- _DATA_
▬▬▬▬▬▬

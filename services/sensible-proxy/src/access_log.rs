//! Access log sink.
//!
//! One line per connection outcome:
//!
//! ```text
//! 2024-05-01T10:00:00Z 203.0.113.7:51234 example.com ACCESS: connected
//! 2024-05-01T10:00:01Z 203.0.113.9:40112 - ERROR: TLS header - not TLS.
//! ```
//!
//! Absent fields are written as `-`. Each line goes out in a single
//! `write_all` under the sink mutex so concurrent handlers never interleave.

use std::fmt;
use std::io::{self, Write};
use std::net::SocketAddr;
use std::sync::Mutex;

use chrono::{SecondsFormat, Utc};
use tracing::warn;

/// Access log message type.
#[derive(Debug, Clone, Copy, PartialEq, Eq)]
pub enum MessageType {
    Access,
    Error,
    Debug,
}

impl MessageType {
    fn tag(self) -> &'static str {
        match self {
            MessageType::Access => "ACCESS:",
            MessageType::Error => "ERROR:",
            MessageType::Debug => "DEBUG:",
        }
    }
}

/// A single access log entry.
#[derive(Debug, Clone)]
pub struct LogEntry<'a> {
    pub remote: Option<SocketAddr>,
    pub hostname: &'a str,
    pub message_type: Option<MessageType>,
    pub message: &'a str,
}

impl fmt::Display for LogEntry<'_> {
    fn fmt(&self, f: &mut fmt::Formatter<'_>) -> fmt::Result {
        let timestamp = Utc::now().to_rfc3339_opts(SecondsFormat::Secs, true);
        let remote = self
            .remote
            .map(|addr| addr.to_string())
            .unwrap_or_else(|| "-".to_string());
        let hostname = if self.hostname.is_empty() {
            "-"
        } else {
            self.hostname
        };
        let tag = self.message_type.map(MessageType::tag).unwrap_or("");
        let message = if self.message.is_empty() {
            "-"
        } else {
            self.message
        };

        write!(f, "{timestamp} {remote} {hostname} {tag} {message}")
    }
}

/// Append-only, line-oriented log sink shared by every connection.
pub struct AccessLog {
    sink: Mutex<Box<dyn Write + Send>>,
    debug: bool,
}

impl AccessLog {
    /// Create a log over any writer. DEBUG lines are dropped unless `debug` is set.
    pub fn new<W: Write + Send + 'static>(sink: W, debug: bool) -> Self {
        Self {
            sink: Mutex::new(Box::new(sink)),
            debug,
        }
    }

    /// Log a successful hand-off to the upstream.
    pub fn access(&self, hostname: &str, remote: Option<SocketAddr>) {
        self.write(&LogEntry {
            remote,
            hostname,
            message_type: Some(MessageType::Access),
            message: "connected",
        });
    }

    /// Log a connection failure.
    pub fn error(&self, message: &str, hostname: &str, remote: Option<SocketAddr>) {
        self.write(&LogEntry {
            remote,
            hostname,
            message_type: Some(MessageType::Error),
            message,
        });
    }

    /// Log a low-severity event. No-op unless debug logging is enabled.
    pub fn debug(&self, message: &str, hostname: &str, remote: Option<SocketAddr>) {
        if !self.debug {
            return;
        }
        self.write(&LogEntry {
            remote,
            hostname,
            message_type: Some(MessageType::Debug),
            message,
        });
    }

    fn write(&self, entry: &LogEntry<'_>) {
        let line = format!("{entry}\n");
        let mut sink = match self.sink.lock() {
            Ok(sink) => sink,
            Err(poisoned) => poisoned.into_inner(),
        };
        if let Err(e) = sink.write_all(line.as_bytes()).and_then(|_| sink.flush()) {
            warn!(error = %e, "Failed to write access log line");
        }
    }
}

impl fmt::Debug for AccessLog {
    fn fmt(&self, f: &mut fmt::Formatter<'_>) -> fmt::Result {
        f.debug_struct("AccessLog")
            .field("debug", &self.debug)
            .finish_non_exhaustive()
    }
}

/// In-memory sink, cloneable so tests can read back what was logged.
#[derive(Debug, Clone, Default)]
pub struct MemorySink(std::sync::Arc<Mutex<Vec<u8>>>);

impl MemorySink {
    pub fn new() -> Self {
        Self::default()
    }

    /// Everything written so far, lossily decoded.
    pub fn contents(&self) -> String {
        let buf = match self.0.lock() {
            Ok(buf) => buf,
            Err(poisoned) => poisoned.into_inner(),
        };
        String::from_utf8_lossy(&buf).into_owned()
    }
}

impl Write for MemorySink {
    fn write(&mut self, buf: &[u8]) -> io::Result<usize> {
        let mut inner = match self.0.lock() {
            Ok(inner) => inner,
            Err(poisoned) => poisoned.into_inner(),
        };
        inner.extend_from_slice(buf);
        Ok(buf.len())
    }

    fn flush(&mut self) -> io::Result<()> {
        Ok(())
    }
}

#[cfg(test)]
mod tests {
    use super::*;

    fn remote() -> Option<SocketAddr> {
        Some("203.0.113.7:51234".parse().unwrap())
    }

    #[test]
    fn test_access_line_format() {
        let sink = MemorySink::new();
        let log = AccessLog::new(sink.clone(), false);
        log.access("example.com", remote());

        let contents = sink.contents();
        let line = contents.trim_end_matches('\n');
        let fields: Vec<&str> = line.splitn(5, ' ').collect();
        assert_eq!(fields.len(), 5);
        assert!(chrono::DateTime::parse_from_rfc3339(fields[0]).is_ok());
        assert_eq!(fields[1], "203.0.113.7:51234");
        assert_eq!(fields[2], "example.com");
        assert_eq!(fields[3], "ACCESS:");
        assert_eq!(fields[4], "connected");
    }

    #[test]
    fn test_absent_fields_use_dash() {
        let entry = LogEntry {
            remote: None,
            hostname: "",
            message_type: None,
            message: "",
        };
        let line = entry.to_string();
        assert!(line.ends_with(" - -  -"), "got {line:?}");
    }

    #[test]
    fn test_debug_lines_gated_by_flag() {
        let sink = MemorySink::new();
        let quiet = AccessLog::new(sink.clone(), false);
        quiet.debug("closing", "", None);
        assert!(sink.contents().is_empty());

        let verbose = AccessLog::new(sink.clone(), true);
        verbose.debug("closing", "", None);
        assert!(sink.contents().contains("DEBUG: closing"));
    }

    #[test]
    fn test_one_line_per_call() {
        let sink = MemorySink::new();
        let log = std::sync::Arc::new(AccessLog::new(sink.clone(), false));

        let handles: Vec<_> = (0..8)
            .map(|i| {
                let log = std::sync::Arc::clone(&log);
                std::thread::spawn(move || {
                    for _ in 0..50 {
                        log.error(&format!("failure {i}"), "example.com", None);
                    }
                })
            })
            .collect();
        for handle in handles {
            handle.join().unwrap();
        }

        let contents = sink.contents();
        assert_eq!(contents.lines().count(), 400);
        assert!(contents
            .lines()
            .all(|l| l.contains(" - example.com ERROR: failure ")));
    }
}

▬▬▬▬▬▬

- _WORK TO BE COMPLETED_
If a line of the listing above holds the string "contains", copy it.

- _YOUR SOLUTION_
        assert!(sink.contents().contains("DEBUG: closing"));
            .all(|l| l.contains(" - example.com ERROR: failure ")));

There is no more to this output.